Although OCT can produce images of the retinal and choroidal blood vessels, standard visualization of the B-scan (intensity of back-scattered light) is unable to highlight flow through the retinal structures; however, the reconstructed OCT B-scan contains phase information that can be analyzed to detect motion. When the sample beam is reflected by medium that is moving, the resulting phase value varies over time. 32 Phase-variance OCT is a technique that interprets phase shifts between series of consecutive B-scans to detect areas of motion. 24 , 25 , 26
An A-scan is a one-dimensional depth-scattering profile taken at a single location, and a B-scan is a two-dimensional cross-section composed of multiple, consecutive A-scans taken over a range of transverse locations. In the most common pvOCT technique, multiple successive OCT B-scans (BM-scan) are acquired consecutively at the same location, and this process is repeated over a spatial region of the retina to obtain a volumetric scan. 24 Interpretation of the statistical variance of the phase shifts occurring between the B-scans can be used to identify areas of mobility (i.e., blood flow) that contrast with the relatively static retinal tissue. 24 , 25 , 26 The ability to determine the phase contrast between successive B-scans is dependent on the image acquisition speed of the OCT system, and improvements in acquisition speed should reduce motion artifact and increase the potential imaging size. 25
An alternative method for visualizing motion is Doppler OCT. Doppler-based methods identify motion by detecting changes in the signal occurring in the axial direction of the imaging beam; pvOCT is able to characterize flow occurring in both axial and transverse planes. 25 Furthermore, because Doppler-based methods rely on detecting signal scattering that occurs on successive A-scans, increasing the image acquisition speed allows less time for scatter changes to occur and the ability to detect slow flow is reduced. 33 , 34 , 35 In contrast, pvOCT can identify motion over a wide dynamic range of flow rates and, as stated previously, benefits from improved acquisition speed. 25
4.2 Technique
4.2.1 Equipment
A primary advantage of pvOCT over other methods of OCT-based angiography is the ability to use conventional SD OCT machines to acquire the data required for phase-variance imaging.
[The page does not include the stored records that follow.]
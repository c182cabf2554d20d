//! Headless spins in virtual time

use anyhow::{bail, Result};

use l9_core::{Digit, ReelCount};
use l9_slot::{SlotConfig, SlotMachine};

/// Spin `spins` times in `mode` without a window
///
/// Prints each readout, optionally each stage trace as JSON, and a digit
/// histogram at the end.
pub fn run(config: SlotConfig, mode: ReelCount, spins: u32, trace: bool) -> Result<()> {
    let mut machine = SlotMachine::new(config);
    let mut histogram = [0u64; Digit::COUNT];

    for n in 1..=spins {
        if !machine.spin_with(mode) {
            bail!("spin #{} was rejected", n);
        }
        machine.run_until_idle();
        if machine.is_spinning() {
            bail!("spin #{} did not settle", n);
        }

        for digit in machine.results().iter().flatten() {
            histogram[digit.as_index()] += 1;
        }

        let readout = machine.readout().unwrap_or_default();
        log::info!("Spin {}/{}: {}", n, spins, readout);
        println!("{:>5}  {}", n, readout);

        if trace {
            println!("{}", machine.trace().to_json()?);
        }
    }

    print_histogram(&histogram);
    Ok(())
}

fn print_histogram(histogram: &[u64; Digit::COUNT]) {
    let total: u64 = histogram.iter().sum();
    if total == 0 {
        return;
    }

    let peak = histogram.iter().copied().max().unwrap_or(1).max(1);
    println!();
    println!("Digit distribution ({} draws)", total);
    for (digit, &count) in histogram.iter().enumerate() {
        let bar = "#".repeat((count * 40 / peak) as usize);
        println!(
            "  {}  {:>6}  {:>5.1}%  {}",
            digit,
            count,
            count as f64 * 100.0 / total as f64,
            bar
        );
    }
}
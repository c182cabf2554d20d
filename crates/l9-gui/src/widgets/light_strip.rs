//! Decorative marquee light strip

use iced::advanced::layout::{self, Layout};
use iced::advanced::renderer;
use iced::advanced::widget::{self, Widget};
use iced::{mouse, Element, Length, Rectangle, Size};

use crate::theme::{light_color, Palette, Sizes};

/// Lights per strip
pub const LIGHT_COUNT: usize = 12;

/// Animation delay between neighbouring lights (ms)
pub const LIGHT_STAGGER_MS: u64 = 100;

/// Length of one pulse (ms)
pub const LIGHT_PERIOD_MS: u64 = 1000;

/// Brightness of an idle strip
pub const LIGHT_IDLE_LEVEL: f32 = 0.3;

/// Brightness (0.0 to 1.0) of light `index`, `elapsed_ms` into the animation
///
/// Light `i` starts pulsing `i × 100ms` after the first one; until then it
/// sits at the idle level.
pub fn light_level(index: usize, elapsed_ms: u64, animate: bool) -> f32 {
    let offset = index as u64 * LIGHT_STAGGER_MS;
    if !animate || elapsed_ms < offset {
        return LIGHT_IDLE_LEVEL;
    }

    let t = ((elapsed_ms - offset) % LIGHT_PERIOD_MS) as f32 / LIGHT_PERIOD_MS as f32;
    0.5 + 0.5 * (t * std::f32::consts::TAU).cos()
}

/// Row of pulsing lights
pub struct LightStrip {
    count: usize,
    elapsed_ms: u64,
    animate: bool,
    light_size: f32,
    spacing: f32,
}

impl LightStrip {
    pub fn new(elapsed_ms: u64) -> Self {
        Self {
            count: LIGHT_COUNT,
            elapsed_ms,
            animate: false,
            light_size: Sizes::LIGHT_SIZE,
            spacing: Sizes::LIGHT_SIZE,
        }
    }

    pub fn animate(mut self, animate: bool) -> Self {
        self.animate = animate;
        self
    }

    fn width(&self) -> f32 {
        let n = self.count as f32;
        n * self.light_size + (n + 1.0) * self.spacing
    }

    fn height(&self) -> f32 {
        self.light_size + self.spacing
    }
}

impl<Message, Theme, Renderer> Widget<Message, Theme, Renderer> for LightStrip
where
    Renderer: renderer::Renderer,
{
    fn size(&self) -> Size<Length> {
        Size::new(Length::Fixed(self.width()), Length::Fixed(self.height()))
    }

    fn layout(
        &self,
        _tree: &mut widget::Tree,
        _renderer: &Renderer,
        _limits: &layout::Limits,
    ) -> layout::Node {
        layout::Node::new(Size::new(self.width(), self.height()))
    }

    fn draw(
        &self,
        _tree: &widget::Tree,
        renderer: &mut Renderer,
        _theme: &Theme,
        _style: &renderer::Style,
        layout: Layout<'_>,
        _cursor: mouse::Cursor,
        _viewport: &Rectangle,
    ) {
        let bounds = layout.bounds();

        // Draw rail
        renderer.fill_quad(
            renderer::Quad {
                bounds,
                border: iced::Border {
                    color: Palette::GOLD_DIM,
                    width: 1.0,
                    radius: (bounds.height / 2.0).into(),
                },
                shadow: Default::default(),
            },
            Palette::BG_FRAME,
        );

        // Draw lights
        let y = bounds.y + (bounds.height - self.light_size) / 2.0;
        for i in 0..self.count {
            let light_bounds = Rectangle {
                x: bounds.x + self.spacing + i as f32 * (self.light_size + self.spacing),
                y,
                width: self.light_size,
                height: self.light_size,
            };

            let level = light_level(i, self.elapsed_ms, self.animate);
            renderer.fill_quad(
                renderer::Quad {
                    bounds: light_bounds,
                    border: iced::Border {
                        color: Palette::GOLD_DIM,
                        width: 1.0,
                        radius: (self.light_size / 2.0).into(),
                    },
                    shadow: iced::Shadow {
                        color: if level > 0.6 {
                            Palette::GLOW
                        } else {
                            iced::Color::TRANSPARENT
                        },
                        offset: iced::Vector::new(0.0, 0.0),
                        blur_radius: self.light_size * level,
                    },
                },
                light_color(level),
            );
        }
    }
}

impl<'a, Message, Theme, Renderer> From<LightStrip> for Element<'a, Message, Theme, Renderer>
where
    Renderer: renderer::Renderer + 'a,
    Message: 'a,
    Theme: 'a,
{
    fn from(strip: LightStrip) -> Self {
        Element::new(strip)
    }
}
//! Reel digit value

use std::fmt;

use rand::Rng;
use serde::{Deserialize, Serialize};

use crate::error::{L9Error, L9Result};

/// A single reel digit, always in `0..=9`
#[derive(Debug, Clone, Copy, PartialEq, Eq, PartialOrd, Ord, Hash, Serialize, Deserialize)]
#[serde(try_from = "u8", into = "u8")]
pub struct Digit(u8);

impl Digit {
    pub const MIN: u8 = 0;
    pub const MAX: u8 = 9;
    /// Number of distinct digits
    pub const COUNT: usize = 10;

    pub fn new(value: u8) -> L9Result<Self> {
        if value <= Self::MAX {
            Ok(Self(value))
        } else {
            Err(L9Error::InvalidDigit(value))
        }
    }

    /// Uniformly random digit
    pub fn random<R: Rng + ?Sized>(rng: &mut R) -> Self {
        Self(rng.random_range(Self::MIN..=Self::MAX))
    }

    #[inline]
    pub fn value(self) -> u8 {
        self.0
    }

    #[inline]
    pub fn as_index(self) -> usize {
        self.0 as usize
    }

    /// All digits in ascending order
    pub fn all() -> impl Iterator<Item = Digit> {
        (Self::MIN..=Self::MAX).map(Digit)
    }
}

impl TryFrom<u8> for Digit {
    type Error = L9Error;

    fn try_from(value: u8) -> L9Result<Self> {
        Self::new(value)
    }
}

impl From<Digit> for u8 {
    fn from(digit: Digit) -> Self {
        digit.0
    }
}

impl fmt::Display for Digit {
    fn fmt(&self, f: &mut fmt::Formatter<'_>) -> fmt::Result {
        write!(f, "{}", self.0)
    }
}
The pvOCT technique relies on analysis of phase-specific data that are normally collected, but not used, during standard SD OCT imaging; however, although no hardware modifications are necessary, specialized software-based imaging protocols must be applied to capture the entire raw data set and perform BM-scans in the appropriate fashion. Average volumetric scan times are less than 5 seconds, and irradiance levels conform to the established American National Standards Institute (ANSI) standards. 27 , 28 The generation of images comparable to those produced on custom OCT machines has been demonstrated using a commercial SD OCT platform. With existing technology, the approximate axial resolution ranges from 3 to 4.5 µm, and lateral resolution ranges from 10 to 15 µm. 30
4.2.2 Image Processing
Once raw scan data are collected, phase information must be extracted and analyzed. Acquired OCT data are initially processed using standard procedures, and bulk axial motion is calculated and corrected for each location to separate vascular flow from gross eye motion. 26 , 27 Intensity thresholding reduces signal noise, and the phase differences between sequential B-scans are extracted for phase-variance calculations. 28 This process is repeated over the entire scan area to yield a three-dimensional image. Volumetric data are segmented according to depth, and pseudocolor depth coding may be applied to highlight depth position of vascular networks. 28 , 30
4.2.3 Image Format
Phase-variance OCT images may be viewed as standard two-dimensional tomograms or as en face projections. 28 An en face projection may represent a single depth layer of the retina or choroid, or multiple depth layers may be overlaid, each with an assigned pseudocolor (Fig. 4.1). Images of specific depth layers may be produced to evaluate a particular vascular network (e.g., the Sattler versus the Haller layer of the choroid). Color-coded pvOCT B-scans may also be displayed over standard OCT tomograms to produce composite B-scan images in which color indicates areas of flow (Fig. 4.2).